Lucy Clarke's debut novel, The Sea Sisters has been selected as a Richard & Judy 2013 Summer Book Club read and explores the strongest, and often most fraught, family relationship a woman will ever have, that of sisterhood. Here's our recent review.
I’m a morning person, so I set my alarm early and am usually at my desk by 6.30 am. I’m hopeless by evening – it’s as if my creativity fades with the day. I generally write Mondays to Fridays so that I have evenings and weekends free to spend with friends and family who have ‘proper jobs’!
I prefer to write by hand – there’s something about the simplicity of a pencil and a blank page that appeals to the romantic in me.
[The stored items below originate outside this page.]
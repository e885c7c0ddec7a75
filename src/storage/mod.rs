//! Storage module for persisting novels, chapters and runs
//!
//! This module handles all persistence for the ingester, including:
//! - SQLite database initialization and schema management
//! - Novel and chapter records
//! - Run tracking
//! - Cover image assets kept outside the database

mod assets;
mod schema;
mod sqlite;
mod traits;

pub use assets::{cover_key, FsAssetStore};
pub use sqlite::SqliteStorage;
pub use traits::{
    AssetStore, ChapterStore, NovelStore, PrevChapterLink, RunStore, StorageError,
    StorageResult,
};

use std::path::Path;

/// Opens (creating if needed) the storage database
pub fn open_storage(path: &Path) -> StorageResult<SqliteStorage> {
    SqliteStorage::new(path)
}

/// Counters collected while walking the listing
#[derive(Debug, Clone, Copy, Default, PartialEq, Eq)]
pub struct RunStats {
    /// Listing pages fetched
    pub pages: u32,
    /// Listing rows seen
    pub rows: u32,
    /// Rows skipped because their chapter id could not be parsed
    pub skipped_rows: u32,
    /// Novels bootstrapped during the run
    pub novels_created: u32,
    /// Chapters newly stored during the run
    pub chapters_added: u32,
}

/// Represents an ingestion run
#[derive(Debug, Clone)]
pub struct RunRecord {
    pub id: i64,
    pub started_at: String,
    pub finished_at: Option<String>,
    pub config_hash: String,
    pub status: RunStatus,
    pub stats: RunStats,
}

/// Status of an ingestion run
#[derive(Debug, Clone, Copy, PartialEq, Eq)]
pub enum RunStatus {
    Running,
    Completed,
    Failed,
}

impl RunStatus {
    pub fn to_db_string(&self) -> &'static str {
        match self {
            Self::Running => "running",
            Self::Completed => "completed",
            Self::Failed => "failed",
        }
    }

    pub fn from_db_string(s: &str) -> Option<Self> {
        match s {
            "running" => Some(Self::Running),
            "completed" => Some(Self::Completed),
            "failed" => Some(Self::Failed),
            _ => None,
        }
    }
}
I love to write to music, too. There are certain albums I play to help me step into a character’s mindset, or to inspire a particular atmosphere in a scene.
I only have one rule when I’m writing: get outside every day. Fresh air is good for the soul, and great for the imagination.
When you are writing, do you use any celebrities or people you know as inspiration?
I don’t tend to use celebrities for inspiration, but people I have met certainly influence my characters. I’m very careful not to ‘lift’ the personalities of friends or family members onto the page, but I will use smaller details, such as a shared anecdote, the way someone applies lipstick, the sound of a friend’s laughter.
What is your favourite Women’s Fiction book of all time and why?
This is such a hard question because I love SO many women’s fiction books! One of my all-time favourite writers is Anita Shreve, and I absolutely adored her novel Body Surfing. Her prose is very lean and poetic, and has a simplicity to it that I deeply admire.